Output, word for word, the lines of this listing that fall between the line with "repository c53028a1476d3d8d" and the line with "its allowed range.", counting both of those lines, and no others.

------------------------

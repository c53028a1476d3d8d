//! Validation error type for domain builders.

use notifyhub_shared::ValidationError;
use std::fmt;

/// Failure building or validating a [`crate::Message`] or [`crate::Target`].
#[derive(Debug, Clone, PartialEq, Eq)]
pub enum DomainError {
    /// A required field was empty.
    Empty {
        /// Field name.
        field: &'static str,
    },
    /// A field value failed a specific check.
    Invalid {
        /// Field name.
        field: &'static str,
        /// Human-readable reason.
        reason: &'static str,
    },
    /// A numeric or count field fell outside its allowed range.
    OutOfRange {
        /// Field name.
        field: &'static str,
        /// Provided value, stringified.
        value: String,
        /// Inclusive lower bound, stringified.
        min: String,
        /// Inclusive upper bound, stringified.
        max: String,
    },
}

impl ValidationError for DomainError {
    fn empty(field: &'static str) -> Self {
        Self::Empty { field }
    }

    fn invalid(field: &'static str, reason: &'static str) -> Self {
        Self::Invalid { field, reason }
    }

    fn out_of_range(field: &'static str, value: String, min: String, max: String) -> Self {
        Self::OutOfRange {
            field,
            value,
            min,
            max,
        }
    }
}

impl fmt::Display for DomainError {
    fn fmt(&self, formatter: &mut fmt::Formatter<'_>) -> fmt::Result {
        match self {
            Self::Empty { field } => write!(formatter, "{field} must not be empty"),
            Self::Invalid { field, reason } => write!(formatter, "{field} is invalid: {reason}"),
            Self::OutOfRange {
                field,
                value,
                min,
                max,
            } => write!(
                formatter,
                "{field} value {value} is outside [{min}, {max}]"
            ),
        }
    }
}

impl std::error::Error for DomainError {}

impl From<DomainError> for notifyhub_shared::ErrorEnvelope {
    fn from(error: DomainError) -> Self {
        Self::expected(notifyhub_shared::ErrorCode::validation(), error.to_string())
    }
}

------------------------

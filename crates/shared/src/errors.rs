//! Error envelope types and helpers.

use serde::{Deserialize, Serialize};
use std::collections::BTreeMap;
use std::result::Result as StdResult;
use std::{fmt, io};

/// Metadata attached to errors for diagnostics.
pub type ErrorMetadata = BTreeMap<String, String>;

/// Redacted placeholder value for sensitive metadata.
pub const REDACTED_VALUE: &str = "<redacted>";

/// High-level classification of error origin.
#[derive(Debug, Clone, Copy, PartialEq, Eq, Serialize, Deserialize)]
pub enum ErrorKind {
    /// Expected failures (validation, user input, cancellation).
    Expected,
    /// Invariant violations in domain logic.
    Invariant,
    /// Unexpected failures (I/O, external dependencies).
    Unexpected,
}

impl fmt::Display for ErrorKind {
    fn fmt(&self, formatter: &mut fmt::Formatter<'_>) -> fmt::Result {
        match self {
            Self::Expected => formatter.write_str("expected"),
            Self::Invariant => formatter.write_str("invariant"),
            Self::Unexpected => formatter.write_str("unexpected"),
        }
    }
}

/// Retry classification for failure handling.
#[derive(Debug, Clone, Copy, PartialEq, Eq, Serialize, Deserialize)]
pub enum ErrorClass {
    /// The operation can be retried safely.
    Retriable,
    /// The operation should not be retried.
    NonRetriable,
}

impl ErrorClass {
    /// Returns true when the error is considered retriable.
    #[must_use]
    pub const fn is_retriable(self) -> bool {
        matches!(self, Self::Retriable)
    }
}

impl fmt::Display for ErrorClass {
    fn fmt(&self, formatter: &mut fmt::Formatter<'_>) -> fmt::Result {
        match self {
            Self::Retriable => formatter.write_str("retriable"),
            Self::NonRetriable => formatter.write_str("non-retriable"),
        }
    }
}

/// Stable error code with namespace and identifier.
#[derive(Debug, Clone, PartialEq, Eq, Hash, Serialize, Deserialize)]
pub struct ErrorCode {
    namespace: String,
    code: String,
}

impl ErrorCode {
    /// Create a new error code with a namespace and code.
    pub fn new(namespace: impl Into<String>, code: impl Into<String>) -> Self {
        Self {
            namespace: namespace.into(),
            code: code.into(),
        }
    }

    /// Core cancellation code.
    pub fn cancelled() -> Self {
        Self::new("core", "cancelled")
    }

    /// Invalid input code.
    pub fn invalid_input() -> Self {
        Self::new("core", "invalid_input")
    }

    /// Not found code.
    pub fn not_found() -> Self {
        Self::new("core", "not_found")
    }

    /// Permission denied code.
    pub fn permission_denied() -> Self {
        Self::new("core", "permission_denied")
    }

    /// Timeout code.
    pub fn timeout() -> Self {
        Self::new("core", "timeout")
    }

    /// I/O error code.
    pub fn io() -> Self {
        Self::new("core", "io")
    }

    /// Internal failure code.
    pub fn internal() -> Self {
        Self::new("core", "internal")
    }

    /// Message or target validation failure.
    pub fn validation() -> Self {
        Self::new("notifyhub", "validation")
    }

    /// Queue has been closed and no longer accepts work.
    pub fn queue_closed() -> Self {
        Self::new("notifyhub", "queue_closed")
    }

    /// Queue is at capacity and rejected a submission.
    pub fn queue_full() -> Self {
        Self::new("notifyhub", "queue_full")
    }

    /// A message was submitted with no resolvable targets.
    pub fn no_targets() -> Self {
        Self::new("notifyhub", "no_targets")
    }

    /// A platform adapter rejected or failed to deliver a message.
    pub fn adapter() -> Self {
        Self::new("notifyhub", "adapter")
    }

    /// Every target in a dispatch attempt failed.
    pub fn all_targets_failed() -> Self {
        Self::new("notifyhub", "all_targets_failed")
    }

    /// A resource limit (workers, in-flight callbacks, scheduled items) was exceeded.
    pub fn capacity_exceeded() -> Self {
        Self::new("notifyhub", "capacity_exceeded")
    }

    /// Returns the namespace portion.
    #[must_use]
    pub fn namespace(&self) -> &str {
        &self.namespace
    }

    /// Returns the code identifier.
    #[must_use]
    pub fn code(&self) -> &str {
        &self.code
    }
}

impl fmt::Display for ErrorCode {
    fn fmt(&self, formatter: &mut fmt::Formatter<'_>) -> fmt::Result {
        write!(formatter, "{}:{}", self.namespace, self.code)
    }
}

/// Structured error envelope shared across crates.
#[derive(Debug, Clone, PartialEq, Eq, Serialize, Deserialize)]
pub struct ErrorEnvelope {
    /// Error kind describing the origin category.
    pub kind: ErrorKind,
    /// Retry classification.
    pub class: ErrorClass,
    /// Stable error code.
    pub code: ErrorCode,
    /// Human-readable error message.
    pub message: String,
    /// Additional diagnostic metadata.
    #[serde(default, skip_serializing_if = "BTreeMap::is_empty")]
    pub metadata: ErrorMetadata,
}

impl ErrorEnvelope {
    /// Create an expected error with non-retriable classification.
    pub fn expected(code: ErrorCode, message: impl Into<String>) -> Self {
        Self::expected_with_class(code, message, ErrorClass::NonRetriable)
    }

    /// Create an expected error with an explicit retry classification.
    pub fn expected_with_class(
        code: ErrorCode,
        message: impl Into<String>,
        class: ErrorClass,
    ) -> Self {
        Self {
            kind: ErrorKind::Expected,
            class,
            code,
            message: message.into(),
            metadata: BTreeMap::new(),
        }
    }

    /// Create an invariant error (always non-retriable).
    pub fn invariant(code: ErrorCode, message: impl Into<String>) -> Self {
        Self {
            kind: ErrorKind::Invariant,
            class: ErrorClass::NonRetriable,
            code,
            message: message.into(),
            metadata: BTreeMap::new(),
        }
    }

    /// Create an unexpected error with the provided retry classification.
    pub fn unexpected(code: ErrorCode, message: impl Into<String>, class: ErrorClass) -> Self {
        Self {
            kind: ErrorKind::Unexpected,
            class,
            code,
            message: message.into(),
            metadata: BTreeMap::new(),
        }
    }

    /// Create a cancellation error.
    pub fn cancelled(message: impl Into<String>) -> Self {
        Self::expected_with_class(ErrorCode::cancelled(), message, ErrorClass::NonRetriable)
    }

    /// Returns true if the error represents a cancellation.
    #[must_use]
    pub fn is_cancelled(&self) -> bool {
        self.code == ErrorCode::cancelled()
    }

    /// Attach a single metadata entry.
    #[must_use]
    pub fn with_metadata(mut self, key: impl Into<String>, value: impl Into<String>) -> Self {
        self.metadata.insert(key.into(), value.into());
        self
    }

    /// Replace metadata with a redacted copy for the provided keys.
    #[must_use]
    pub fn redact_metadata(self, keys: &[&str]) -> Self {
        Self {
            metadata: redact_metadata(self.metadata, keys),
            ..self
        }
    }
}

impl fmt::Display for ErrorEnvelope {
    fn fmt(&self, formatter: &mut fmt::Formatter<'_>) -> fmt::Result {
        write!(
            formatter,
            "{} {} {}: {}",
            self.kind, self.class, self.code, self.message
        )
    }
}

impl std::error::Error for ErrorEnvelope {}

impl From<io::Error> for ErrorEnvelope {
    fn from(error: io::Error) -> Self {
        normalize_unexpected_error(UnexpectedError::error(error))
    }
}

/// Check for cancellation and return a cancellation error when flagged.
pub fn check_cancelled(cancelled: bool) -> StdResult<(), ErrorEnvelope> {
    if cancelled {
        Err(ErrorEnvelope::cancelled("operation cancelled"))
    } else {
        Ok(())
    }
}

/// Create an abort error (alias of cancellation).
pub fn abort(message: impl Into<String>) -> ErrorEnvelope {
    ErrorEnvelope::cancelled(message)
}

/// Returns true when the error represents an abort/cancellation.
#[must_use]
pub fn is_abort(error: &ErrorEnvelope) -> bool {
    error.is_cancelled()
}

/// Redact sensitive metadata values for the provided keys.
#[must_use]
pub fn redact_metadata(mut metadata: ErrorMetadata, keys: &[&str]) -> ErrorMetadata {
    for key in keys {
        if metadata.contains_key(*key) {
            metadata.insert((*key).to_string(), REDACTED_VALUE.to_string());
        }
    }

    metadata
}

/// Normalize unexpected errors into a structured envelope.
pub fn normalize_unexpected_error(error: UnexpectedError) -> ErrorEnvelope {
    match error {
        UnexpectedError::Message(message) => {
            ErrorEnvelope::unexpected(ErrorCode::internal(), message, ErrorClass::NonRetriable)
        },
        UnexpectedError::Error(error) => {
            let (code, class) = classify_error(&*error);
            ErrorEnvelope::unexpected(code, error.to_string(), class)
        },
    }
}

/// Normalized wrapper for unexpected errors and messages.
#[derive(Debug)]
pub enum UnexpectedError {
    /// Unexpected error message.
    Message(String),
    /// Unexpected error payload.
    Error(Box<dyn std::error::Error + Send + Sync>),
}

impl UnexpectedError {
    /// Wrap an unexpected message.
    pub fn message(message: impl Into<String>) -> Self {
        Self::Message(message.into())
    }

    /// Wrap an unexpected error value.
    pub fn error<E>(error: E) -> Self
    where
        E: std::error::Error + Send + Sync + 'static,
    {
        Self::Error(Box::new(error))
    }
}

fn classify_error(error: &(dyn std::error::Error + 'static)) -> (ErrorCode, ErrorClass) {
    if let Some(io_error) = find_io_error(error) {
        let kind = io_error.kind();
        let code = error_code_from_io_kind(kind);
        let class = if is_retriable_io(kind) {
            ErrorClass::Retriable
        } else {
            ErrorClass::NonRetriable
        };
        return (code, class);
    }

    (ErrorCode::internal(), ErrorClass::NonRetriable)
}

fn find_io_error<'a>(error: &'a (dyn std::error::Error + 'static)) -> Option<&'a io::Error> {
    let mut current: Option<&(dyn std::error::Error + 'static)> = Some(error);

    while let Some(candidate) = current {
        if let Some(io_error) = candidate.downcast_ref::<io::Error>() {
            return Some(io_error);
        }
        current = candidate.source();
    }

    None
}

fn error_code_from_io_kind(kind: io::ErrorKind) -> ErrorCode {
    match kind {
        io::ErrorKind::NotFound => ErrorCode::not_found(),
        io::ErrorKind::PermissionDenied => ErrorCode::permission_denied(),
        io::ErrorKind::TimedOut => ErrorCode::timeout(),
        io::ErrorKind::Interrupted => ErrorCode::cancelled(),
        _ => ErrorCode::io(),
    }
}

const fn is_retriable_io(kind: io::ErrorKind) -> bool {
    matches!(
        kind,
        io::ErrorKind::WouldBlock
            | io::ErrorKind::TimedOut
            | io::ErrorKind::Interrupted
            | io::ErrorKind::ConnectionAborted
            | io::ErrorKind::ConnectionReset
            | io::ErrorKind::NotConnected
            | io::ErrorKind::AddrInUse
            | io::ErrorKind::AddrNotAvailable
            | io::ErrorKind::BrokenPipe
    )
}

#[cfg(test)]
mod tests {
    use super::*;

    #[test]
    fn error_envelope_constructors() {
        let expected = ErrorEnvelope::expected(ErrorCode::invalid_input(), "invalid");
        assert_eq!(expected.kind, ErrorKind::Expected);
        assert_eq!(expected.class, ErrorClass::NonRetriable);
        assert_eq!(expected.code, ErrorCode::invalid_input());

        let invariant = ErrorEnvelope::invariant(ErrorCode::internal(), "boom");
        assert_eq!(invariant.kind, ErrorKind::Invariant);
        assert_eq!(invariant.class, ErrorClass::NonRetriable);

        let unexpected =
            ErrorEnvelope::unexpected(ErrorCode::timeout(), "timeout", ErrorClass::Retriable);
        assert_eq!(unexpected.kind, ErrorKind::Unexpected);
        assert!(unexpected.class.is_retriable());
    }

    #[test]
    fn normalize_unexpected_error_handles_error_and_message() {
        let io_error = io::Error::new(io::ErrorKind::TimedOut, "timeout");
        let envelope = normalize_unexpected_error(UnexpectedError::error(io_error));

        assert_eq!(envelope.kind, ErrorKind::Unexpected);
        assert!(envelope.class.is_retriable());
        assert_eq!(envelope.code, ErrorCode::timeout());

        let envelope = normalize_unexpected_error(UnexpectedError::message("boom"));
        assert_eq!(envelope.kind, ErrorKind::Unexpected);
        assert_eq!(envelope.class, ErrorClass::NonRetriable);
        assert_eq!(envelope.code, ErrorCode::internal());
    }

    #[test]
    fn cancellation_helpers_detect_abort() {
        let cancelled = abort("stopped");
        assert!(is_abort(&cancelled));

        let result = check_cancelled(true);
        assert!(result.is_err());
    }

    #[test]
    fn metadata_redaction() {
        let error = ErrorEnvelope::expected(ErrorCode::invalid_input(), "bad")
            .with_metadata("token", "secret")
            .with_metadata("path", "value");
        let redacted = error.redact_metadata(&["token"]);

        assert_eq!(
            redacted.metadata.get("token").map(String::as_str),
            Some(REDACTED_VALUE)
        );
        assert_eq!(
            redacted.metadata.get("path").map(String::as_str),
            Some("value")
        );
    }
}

------------------------

### Response for this exercise
repository c53028a1476d3d8d
//! Validation error type for domain builders.

use notifyhub_shared::ValidationError;
use std::fmt;

/// Failure building or validating a [`crate::Message`] or [`crate::Target`].
#[derive(Debug, Clone, PartialEq, Eq)]
pub enum DomainError {
    /// A required field was empty.
    Empty {
        /// Field name.
        field: &'static str,
    },
    /// A field value failed a specific check.
    Invalid {
        /// Field name.
        field: &'static str,
        /// Human-readable reason.
        reason: &'static str,
    },
    /// A numeric or count field fell outside its allowed range.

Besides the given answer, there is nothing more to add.